Stephen Glassman
Resistance. And Then...
Stone, Steel, 2024
As a creative symbol, the feather is timeless and universal. Since the dawn of human imagination, feathers have scribed the edges of the mundane and magical.
At Sutterville Road a boulder rests defiantly upon the tracks, etched with a feather. Entitled Resistance, it marks the end of a line and a continuum of greater forces — gravity, geologies, mythologies, migrations . . .
At the northern trailhead a giant feather floats atop a needle at nearly forty feet. Seemingly adrift in a global wind, And Then . . . brings our eye to the sky and beyond our horizons. It is a gesture of radical hope embedded in our civic landscape for generations to come.

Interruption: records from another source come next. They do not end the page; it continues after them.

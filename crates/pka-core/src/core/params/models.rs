use super::table::ParamTable;
use crate::core::models::label::{AtomClass, ResidueLabel};
use crate::core::models::record::Cutoff;
use serde::Deserialize;
use std::fmt;
use std::str::FromStr;
use std::sync::Arc;
use thiserror::Error;

#[derive(Debug, Error, Clone, PartialEq, Eq)]
#[error("Unknown {kind} model: '{name}'")]
pub struct ModelParseError {
    pub kind: &'static str,
    pub name: String,
}

#[derive(Debug, Clone, Copy, PartialEq, Eq, Hash, PartialOrd, Ord, Deserialize)]
#[serde(try_from = "String")]
pub enum CoulombModel {
    Linear,
    Coulomb,
}

#[derive(Debug, Clone, Copy, PartialEq, Eq, Hash, PartialOrd, Ord, Deserialize)]
#[serde(try_from = "String")]
pub enum DesolvationModel {
    Propka2,
    Contact,
    Volume,
    ScaledVolume,
}

/// Coefficients of a Coulomb model.
#[derive(Debug, Clone, Copy, PartialEq, Deserialize)]
#[serde(untagged, deny_unknown_fields)]
pub enum CoulombParameters {
    /// Linear distance dependence capped at `max_dpka`.
    Linear {
        cutoff: Cutoff,
        #[serde(rename = "max-dpka")]
        max_dpka: f64,
        scaled: bool,
    },
    /// Screened Coulomb interaction with a uniform dielectric constant.
    Dielectric {
        cutoff: Cutoff,
        dielectric: f64,
        scaled: bool,
    },
}

impl CoulombParameters {
    pub fn cutoff(&self) -> Cutoff {
        match self {
            CoulombParameters::Linear { cutoff, .. }
            | CoulombParameters::Dielectric { cutoff, .. } => *cutoff,
        }
    }

    pub fn scaled(&self) -> bool {
        match self {
            CoulombParameters::Linear { scaled, .. }
            | CoulombParameters::Dielectric { scaled, .. } => *scaled,
        }
    }

    pub fn dielectric(&self) -> Option<f64> {
        match self {
            CoulombParameters::Dielectric { dielectric, .. } => Some(*dielectric),
            CoulombParameters::Linear { .. } => None,
        }
    }

    pub fn max_dpka(&self) -> Option<f64> {
        match self {
            CoulombParameters::Linear { max_dpka, .. } => Some(*max_dpka),
            CoulombParameters::Dielectric { .. } => None,
        }
    }
}

/// Desolvation coefficients as authored, before the shared radius and volume
/// tables are attached.
#[derive(Debug, Clone, Copy, PartialEq, Deserialize)]
#[serde(untagged, deny_unknown_fields)]
pub(crate) enum DesolvationEntry {
    Contact {
        allowance: f64,
        prefactor: f64,
        local: f64,
    },
    Volume {
        allowance: f64,
        prefactor: f64,
        surface: f64,
    },
}

/// Coefficients of a desolvation model together with the table it reads
/// burial from.
#[derive(Debug, Clone, PartialEq)]
pub enum DesolvationParameters {
    /// Contact models weigh neighbours within a per-residue local radius.
    Contact {
        allowance: f64,
        prefactor: f64,
        local: f64,
        radii: Arc<ParamTable<ResidueLabel>>,
    },
    /// Volume models weigh buried atoms by their relative van der Waals volume.
    Volume {
        allowance: f64,
        prefactor: f64,
        surface: f64,
        volumes: Arc<ParamTable<AtomClass>>,
    },
}

impl DesolvationParameters {
    pub(crate) fn resolve(
        entry: DesolvationEntry,
        radii: &Arc<ParamTable<ResidueLabel>>,
        volumes: &Arc<ParamTable<AtomClass>>,
    ) -> Self {
        match entry {
            DesolvationEntry::Contact {
                allowance,
                prefactor,
                local,
            } => DesolvationParameters::Contact {
                allowance,
                prefactor,
                local,
                radii: Arc::clone(radii),
            },
            DesolvationEntry::Volume {
                allowance,
                prefactor,
                surface,
            } => DesolvationParameters::Volume {
                allowance,
                prefactor,
                surface,
                volumes: Arc::clone(volumes),
            },
        }
    }

    pub fn allowance(&self) -> f64 {
        match self {
            DesolvationParameters::Contact { allowance, .. }
            | DesolvationParameters::Volume { allowance, .. } => *allowance,
        }
    }

    pub fn prefactor(&self) -> f64 {
        match self {
            DesolvationParameters::Contact { prefactor, .. }
            | DesolvationParameters::Volume { prefactor, .. } => *prefactor,
        }
    }
}

impl CoulombModel {
    pub const ALL: [CoulombModel; 2] = [CoulombModel::Linear, CoulombModel::Coulomb];

    /// Whether `params` has the field set this model is defined by.
    pub fn accepts(self, params: &CoulombParameters) -> bool {
        matches!(
            (self, params),
            (CoulombModel::Linear, CoulombParameters::Linear { .. })
                | (CoulombModel::Coulomb, CoulombParameters::Dielectric { .. })
        )
    }

    pub fn name(self) -> &'static str {
        match self {
            CoulombModel::Linear => "Linear",
            CoulombModel::Coulomb => "Coulomb",
        }
    }
}

impl DesolvationModel {
    pub const ALL: [DesolvationModel; 4] = [
        DesolvationModel::Propka2,
        DesolvationModel::Contact,
        DesolvationModel::Volume,
        DesolvationModel::ScaledVolume,
    ];

    pub fn is_contact(self) -> bool {
        matches!(self, DesolvationModel::Propka2 | DesolvationModel::Contact)
    }

    pub(crate) fn accepts(self, entry: &DesolvationEntry) -> bool {
        match entry {
            DesolvationEntry::Contact { .. } => self.is_contact(),
            DesolvationEntry::Volume { .. } => !self.is_contact(),
        }
    }

    pub fn name(self) -> &'static str {
        match self {
            DesolvationModel::Propka2 => "propka2",
            DesolvationModel::Contact => "ContactModel",
            DesolvationModel::Volume => "VolumeModel",
            DesolvationModel::ScaledVolume => "ScaledVolumeModel",
        }
    }
}

impl FromStr for CoulombModel {
    type Err = ModelParseError;

    /// Parses a Coulomb model name. Matching is case-insensitive.
    fn from_str(s: &str) -> Result<Self, Self::Err> {
        match s.trim().to_ascii_lowercase().as_str() {
            "linear" => Ok(CoulombModel::Linear),
            "coulomb" => Ok(CoulombModel::Coulomb),
            _ => Err(ModelParseError {
                kind: "Coulomb",
                name: s.to_string(),
            }),
        }
    }
}

impl FromStr for DesolvationModel {
    type Err = ModelParseError;

    /// Parses a desolvation model name, with or without the `Model` suffix.
    /// Matching is case-insensitive.
    fn from_str(s: &str) -> Result<Self, Self::Err> {
        match s.trim().to_ascii_lowercase().as_str() {
            "propka2" => Ok(DesolvationModel::Propka2),
            "contactmodel" | "contact" => Ok(DesolvationModel::Contact),
            "volumemodel" | "volume" => Ok(DesolvationModel::Volume),
            "scaledvolumemodel" | "scaledvolume" | "scaled-volume" => {
                Ok(DesolvationModel::ScaledVolume)
            }
            _ => Err(ModelParseError {
                kind: "desolvation",
                name: s.to_string(),
            }),
        }
    }
}

impl TryFrom<String> for CoulombModel {
    type Error = ModelParseError;

    fn try_from(value: String) -> Result<Self, Self::Error> {
        value.parse()
    }
}

impl TryFrom<String> for DesolvationModel {
    type Error = ModelParseError;

    fn try_from(value: String) -> Result<Self, Self::Error> {
        value.parse()
    }
}

impl fmt::Display for CoulombModel {
    fn fmt(&self, f: &mut fmt::Formatter<'_>) -> fmt::Result {
        f.write_str(self.name())
    }
}

impl fmt::Display for DesolvationModel {
    fn fmt(&self, f: &mut fmt::Formatter<'_>) -> fmt::Result {
        f.write_str(self.name())
    }
}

The two pieces frame the trail as a single sitework – a connection of sky to ground, one era to another . . . always.
Stephen Glassman Studio is:
Stephen Glassman
Aaron Slavin
Freesia Torres
Gavin Laughland
About Stephen Glassman
"Stephen Glassman's art is an inquiry of gesture, scale, and social impact – generating the intuitive human gesture on a civic scale to humanize our built environment. His eponymous Stephen Glassman Studio (SGS), creates large-scale, conscious, site-specific artworks around the world, born from the intimacy of hand and brush, that meet the most exacting standards and constraints of the world’s best builders. The studio’s
culture is “rhizomatic” – a tangible collaboration of specialists, stakeholders and community creating public sculpture that weaves and intersects site and form to spark an authentic and transformative “crack” in the civic grid – a space of wonder between people, story, and place.
Under my leadership, SGS created the 8-story NYC skyline sculpture, Flows Two Ways. Structurally integrated as the public edifice to Bjarke Ingels inaugural skyscraper, Flows Two Ways (2016) is a literal and figurative reflection upon the Hudson River. Hailed as “...the most innovative wall work in New
York...” (William Menking, Architects Newspaper), Flows Two Ways is now a signature presence of Manhattan’s far west skyline, even featured in the finale of Steven Soderberg’s “High Flying Bird” (2019).
For Stephen, an artwork is successful when it moves and contributes to a community and vice versa. This is always the ultimate intent of Stephen Glassman Studio.